At three different locations marked as (I), (II) and (III) in Figure 8(a), the distribution of 3 μm and 10 μm PS particle streams was captured during the separation process as shown in Figure 8(b). During the experiment, the frequency, the input power, the flow rate, and the concentration were set to 13.2 MHz, 1 W, 0.5 μL/min, and 1% by volume, respectively. Location (I) was before the particles entered the first stage. One can clearly observe that both sizes of particles were randomly scattered in the channel.

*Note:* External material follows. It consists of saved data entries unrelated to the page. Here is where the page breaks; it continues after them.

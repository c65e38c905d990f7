use crate::query::QueryNamespace;
use serde::{Deserialize, Serialize};
use std::fmt;
use std::str::FromStr;
use std::time::Duration;

#[derive(Debug, Clone, Copy, PartialEq, Eq, Default, Deserialize, Serialize)]
#[serde(rename_all = "lowercase")]
pub enum CacheBackend {
    Redis,
    #[default]
    Memory,
}

impl FromStr for CacheBackend {
    type Err = String;

    fn from_str(s: &str) -> Result<Self, Self::Err> {
        match s.to_lowercase().as_str() {
            "redis" => Ok(CacheBackend::Redis),
            "memory" => Ok(CacheBackend::Memory),
            other => Err(format!("unknown cache backend: {}", other)),
        }
    }
}

impl fmt::Display for CacheBackend {
    fn fmt(&self, f: &mut fmt::Formatter<'_>) -> fmt::Result {
        match self {
            CacheBackend::Redis => write!(f, "redis"),
            CacheBackend::Memory => write!(f, "memory"),
        }
    }
}

/// Cache policy. TTLs are in seconds; a namespace TTL of 0 disables caching
/// for that namespace.
#[derive(Debug, Clone, Deserialize, Serialize)]
pub struct CacheConfig {
    #[serde(default)]
    pub backend: CacheBackend,

    #[serde(default = "default_key_prefix")]
    pub key_prefix: String,

    /// Bound on every cache round-trip (milliseconds)
    #[serde(default = "default_timeout_ms")]
    pub timeout_ms: u64,

    #[serde(default = "default_long_ttl")]
    pub dns_ttl: u64,

    #[serde(default = "default_long_ttl")]
    pub ip_ttl: u64,

    #[serde(default = "default_search_ttl")]
    pub search_ttl: u64,

    /// TTL for permanent failures (NXDOMAIN, invalid input)
    #[serde(default = "default_negative_ttl")]
    pub negative_ttl: u64,

    /// Memory backend only: how often expired entries are purged
    #[serde(default = "default_sweep_interval_secs")]
    pub sweep_interval_secs: u64,
}

impl CacheConfig {
    pub fn ttl_for(&self, namespace: QueryNamespace) -> Duration {
        let secs = match namespace {
            QueryNamespace::Dns => self.dns_ttl,
            QueryNamespace::Ip => self.ip_ttl,
            QueryNamespace::Search => self.search_ttl,
        };
        Duration::from_secs(secs)
    }

    /// Negative TTL, never longer than the namespace's positive TTL.
    pub fn negative_ttl_for(&self, namespace: QueryNamespace) -> Duration {
        Duration::from_secs(self.negative_ttl).min(self.ttl_for(namespace))
    }

    pub fn timeout(&self) -> Duration {
        Duration::from_millis(self.timeout_ms)
    }
}

impl Default for CacheConfig {
    fn default() -> Self {
        Self {
            backend: CacheBackend::default(),
            key_prefix: default_key_prefix(),
            timeout_ms: default_timeout_ms(),
            dns_ttl: default_long_ttl(),
            ip_ttl: default_long_ttl(),
            search_ttl: default_search_ttl(),
            negative_ttl: default_negative_ttl(),
            sweep_interval_secs: default_sweep_interval_secs(),
        }
    }
}

fn default_key_prefix() -> String {
    "inforecon".to_string()
}

fn default_timeout_ms() -> u64 {
    5000
}

// 7 days
fn default_long_ttl() -> u64 {
    7 * 24 * 60 * 60
}

fn default_search_ttl() -> u64 {
    3600
}

fn default_negative_ttl() -> u64 {
    300
}

fn default_sweep_interval_secs() -> u64 {
    60
}
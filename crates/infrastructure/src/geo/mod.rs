pub mod ip_api;

pub use ip_api::IpApiGeoLocator;
use async_trait::async_trait;
use inforecon_domain::DomainError;
use std::net::IpAddr;

#[async_trait]
pub trait ReverseResolver: Send + Sync {
    /// PTR lookup. `Ok(None)` when the address has no reverse record.
    async fn reverse_lookup(&self, ip: IpAddr) -> Result<Option<String>, DomainError>;
}
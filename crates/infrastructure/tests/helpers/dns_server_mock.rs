#![allow(dead_code)]
use std::net::SocketAddr;
use std::sync::atomic::{AtomicUsize, Ordering};
use std::sync::Arc;
use tokio::net::UdpSocket;
use tokio::sync::oneshot;

const TYPE_A: u16 = 1;
const TYPE_MX: u16 = 15;

/// How the mock nameserver answers.
#[derive(Debug, Clone, Copy, PartialEq, Eq)]
pub enum MockBehavior {
    /// A → 93.184.216.34, MX → 10 <qname>, anything else → NODATA
    Answer,
    NxDomain,
    ServFail,
    FormErr,
    /// Never replies
    Silent,
}

/// UDP nameserver answering with hand-assembled wire messages.
pub struct MockDnsServer {
    addr: SocketAddr,
    queries: Arc<AtomicUsize>,
    shutdown_tx: Option<oneshot::Sender<()>>,
}

impl MockDnsServer {
    pub async fn start(behavior: MockBehavior) -> Result<Self, std::io::Error> {
        let socket = UdpSocket::bind(SocketAddr::from(([127, 0, 0, 1], 0))).await?;
        let addr = socket.local_addr()?;
        let queries = Arc::new(AtomicUsize::new(0));
        let counter = queries.clone();

        let (shutdown_tx, mut shutdown_rx) = oneshot::channel();

        tokio::spawn(async move {
            let mut buf = vec![0u8; 512];

            loop {
                tokio::select! {
                    _ = &mut shutdown_rx => {
                        break;
                    }
                    result = socket.recv_from(&mut buf) => {
                        if let Ok((len, peer)) = result {
                            counter.fetch_add(1, Ordering::SeqCst);
                            if let Some(response) = build_response(&buf[..len], behavior) {
                                let _ = socket.send_to(&response, peer).await;
                            }
                        }
                    }
                }
            }
        });

        Ok(Self {
            addr,
            queries,
            shutdown_tx: Some(shutdown_tx),
        })
    }

    pub fn addr(&self) -> SocketAddr {
        self.addr
    }

    pub fn queries(&self) -> usize {
        self.queries.load(Ordering::SeqCst)
    }
}

impl Drop for MockDnsServer {
    fn drop(&mut self) {
        if let Some(tx) = self.shutdown_tx.take() {
            let _ = tx.send(());
        }
    }
}

/// End of the question section (after QTYPE and QCLASS) and the QTYPE.
fn question_bounds(query: &[u8]) -> Option<(usize, u16)> {
    let mut pos = 12;
    loop {
        let len = *query.get(pos)? as usize;
        pos += 1;
        if len == 0 {
            break;
        }
        pos += len;
    }
    let qtype = u16::from_be_bytes([*query.get(pos)?, *query.get(pos + 1)?]);
    Some((pos + 4, qtype))
}

fn build_response(query: &[u8], behavior: MockBehavior) -> Option<Vec<u8>> {
    if behavior == MockBehavior::Silent || query.len() < 12 {
        return None;
    }
    let (question_end, qtype) = question_bounds(query)?;

    let rcode = match behavior {
        MockBehavior::NxDomain => 3,
        MockBehavior::ServFail => 2,
        MockBehavior::FormErr => 1,
        _ => 0,
    };

    let answer: Option<Vec<u8>> = match (behavior, qtype) {
        (MockBehavior::Answer, TYPE_A) => Some(vec![
            0xc0, 0x0c, // Name pointer to question
            0x00, 0x01, // Type A
            0x00, 0x01, // Class IN
            0x00, 0x00, 0x00, 0x3c, // TTL: 60 seconds
            0x00, 0x04, // Data length: 4 bytes
            93, 184, 216, 34,
        ]),
        (MockBehavior::Answer, TYPE_MX) => Some(vec![
            0xc0, 0x0c, // Name pointer to question
            0x00, 0x0f, // Type MX
            0x00, 0x01, // Class IN
            0x00, 0x00, 0x01, 0x2c, // TTL: 300 seconds
            0x00, 0x04, // Data length
            0x00, 0x0a, // Preference 10
            0xc0, 0x0c, // Exchange: pointer to question name
        ]),
        _ => None,
    };

    let mut response = Vec::with_capacity(512);
    response.extend_from_slice(&query[0..2]); // Transaction ID
    response.push(0x81); // QR=1, Opcode=0, AA=0, TC=0, RD=1
    response.push(0x80 | rcode); // RA=1, RCODE
    response.extend_from_slice(&[0x00, 0x01]); // Questions
    response.extend_from_slice(&[0x00, answer.is_some() as u8]); // Answers
    response.extend_from_slice(&[0x00, 0x00]); // Authority
    response.extend_from_slice(&[0x00, 0x00]); // Additional
    response.extend_from_slice(&query[12..question_end]);
    if let Some(answer) = answer {
        response.extend_from_slice(&answer);
    }

    Some(response)
}
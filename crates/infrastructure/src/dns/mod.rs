pub mod forwarding;
pub mod reverse;
pub mod transport;

pub use forwarding::ForwardingRecordSource;
pub use reverse::PtrReverseResolver;
pub use transport::{DnsTransport, UdpTransport};
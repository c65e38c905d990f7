//! InfoRecon Domain Layer
pub mod config;
pub mod dns_info;
pub mod dns_record;
pub mod errors;
pub mod ip_info;
pub mod private_range;
pub mod query;
pub mod search_result;
pub mod whois_info;

pub use config::{CacheBackend, CacheConfig, CliOverrides, Config, ConfigError};
pub use dns_info::{DnsInfo, WHOIS_SECTION};
pub use dns_record::{AAAARecord, ARecord, CNAMERecord, MXRecord, NSRecord, RecordType, TXTRecord};
pub use errors::{DomainError, ErrorClass, Failure, Outcome};
pub use ip_info::{AsnInfo, GeoLocation, IpInfo};
pub use private_range::PrivateRangeFilter;
pub use query::{normalize_domain, normalize_ip, normalize_subject, QueryNamespace};
pub use search_result::{SearchHit, SearchResult};
pub use whois_info::WhoisInfo;
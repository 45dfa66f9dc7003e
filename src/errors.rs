//! Centralized error handling.
//!
//! Provides a unified error type for the entire application,
//! with automatic HTTP response conversion.

use axum::{
    http::StatusCode,
    response::{IntoResponse, Response},
    Json,
};
use serde::Serialize;
use thiserror::Error;

use crate::config::INVALID_CREDENTIALS_MESSAGE;

/// Application error types
#[derive(Error, Debug)]
pub enum AppError {
    // Authentication & Authorization
    #[error("Authentication required")]
    Unauthorized,

    #[error("Access denied")]
    Forbidden,

    #[error("{}", INVALID_CREDENTIALS_MESSAGE)]
    InvalidCredentials,

    // Bootstrap
    #[error("Initial setup required: create the superuser first")]
    SetupRequired,

    #[error("Superuser already exists. Cannot create another one.")]
    SuperUserExists,

    // Resource errors
    #[error("Resource not found")]
    NotFound,

    #[error("{0} already exists")]
    Conflict(String),

    // Validation
    #[error("{0}")]
    Validation(String),

    // External service errors
    #[error("Database error")]
    Database(#[from] sea_orm::DbErr),

    #[error("Authentication error")]
    Jwt(#[from] jsonwebtoken::errors::Error),

    #[error("Configuration error: {0}")]
    Config(String),

    // Internal
    #[error("Internal server error")]
    Internal(String),
}

/// Error response body
#[derive(Debug, Serialize)]
struct ErrorResponse {
    message: String,
    error: &'static str,
}

impl AppError {
    /// Get error code for client
    pub fn code(&self) -> &'static str {
        match self {
            AppError::Unauthorized => "UNAUTHORIZED",
            AppError::Forbidden => "FORBIDDEN",
            AppError::InvalidCredentials => "INVALID_CREDENTIALS",
            AppError::SetupRequired => "SETUP_REQUIRED",
            AppError::SuperUserExists => "SUPERUSER_EXISTS",
            AppError::NotFound => "NOT_FOUND",
            AppError::Conflict(_) => "CONFLICT",
            AppError::Validation(_) => "VALIDATION_ERROR",
            AppError::Database(_) => "DATABASE_ERROR",
            AppError::Jwt(_) => "AUTH_ERROR",
            AppError::Config(_) => "CONFIG_ERROR",
            AppError::Internal(_) => "INTERNAL_ERROR",
        }
    }

    /// Get HTTP status code
    pub fn status(&self) -> StatusCode {
        match self {
            AppError::Unauthorized | AppError::InvalidCredentials | AppError::Jwt(_) => {
                StatusCode::UNAUTHORIZED
            }
            AppError::Forbidden | AppError::SuperUserExists => StatusCode::FORBIDDEN,
            AppError::SetupRequired => StatusCode::SERVICE_UNAVAILABLE,
            AppError::NotFound => StatusCode::NOT_FOUND,
            AppError::Conflict(_) => StatusCode::CONFLICT,
            AppError::Validation(_) => StatusCode::BAD_REQUEST,
            AppError::Database(_) | AppError::Config(_) | AppError::Internal(_) => {
                StatusCode::INTERNAL_SERVER_ERROR
            }
        }
    }

    /// Get user-facing message (hides internal details)
    fn user_message(&self) -> String {
        match self {
            // Show full message for client errors
            AppError::Validation(msg) => msg.clone(),

            // Hide details for internal/security errors
            AppError::Database(e) => {
                tracing::error!("Database error: {:?}", e);
                "A database error occurred".to_string()
            }
            AppError::Jwt(e) => {
                tracing::debug!("JWT error: {:?}", e);
                "Invalid or expired token".to_string()
            }
            AppError::Config(msg) | AppError::Internal(msg) => {
                tracing::error!("Internal error: {}", msg);
                "An internal error occurred".to_string()
            }

            // Use default message for others
            _ => self.to_string(),
        }
    }
}

impl IntoResponse for AppError {
    fn into_response(self) -> Response {
        let status = self.status();
        let body = ErrorResponse {
            message: self.user_message(),
            error: self.code(),
        };

        (status, Json(body)).into_response()
    }
}

/// Result type alias
pub type AppResult<T> = Result<T, AppError>;

/// Convenience constructors
impl AppError {
    pub fn conflict(entity: impl Into<String>) -> Self {
        AppError::Conflict(entity.into())
    }

    pub fn validation(msg: impl Into<String>) -> Self {
        AppError::Validation(msg.into())
    }

    pub fn internal(msg: impl Into<String>) -> Self {
        AppError::Internal(msg.into())
    }
}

When particles entered the first stage (location (II)), the acoustic forces acting on the particles aligned them at the center of the channel where pressure nodes existed. Location (III) coincided with the second stage of the device. As can be observed from the figure of the location (III), the 10 μm particles moved to the pressure nodes while the 3 μm particles remained in the center of the channel because the acoustic forces exerted on the 3 μm particles were insufficient to push them into the pressure nodes during a given short SSAW exposure time. As a result, the larger particles were separated to the side channels and the smaller particles were directed to the center channel.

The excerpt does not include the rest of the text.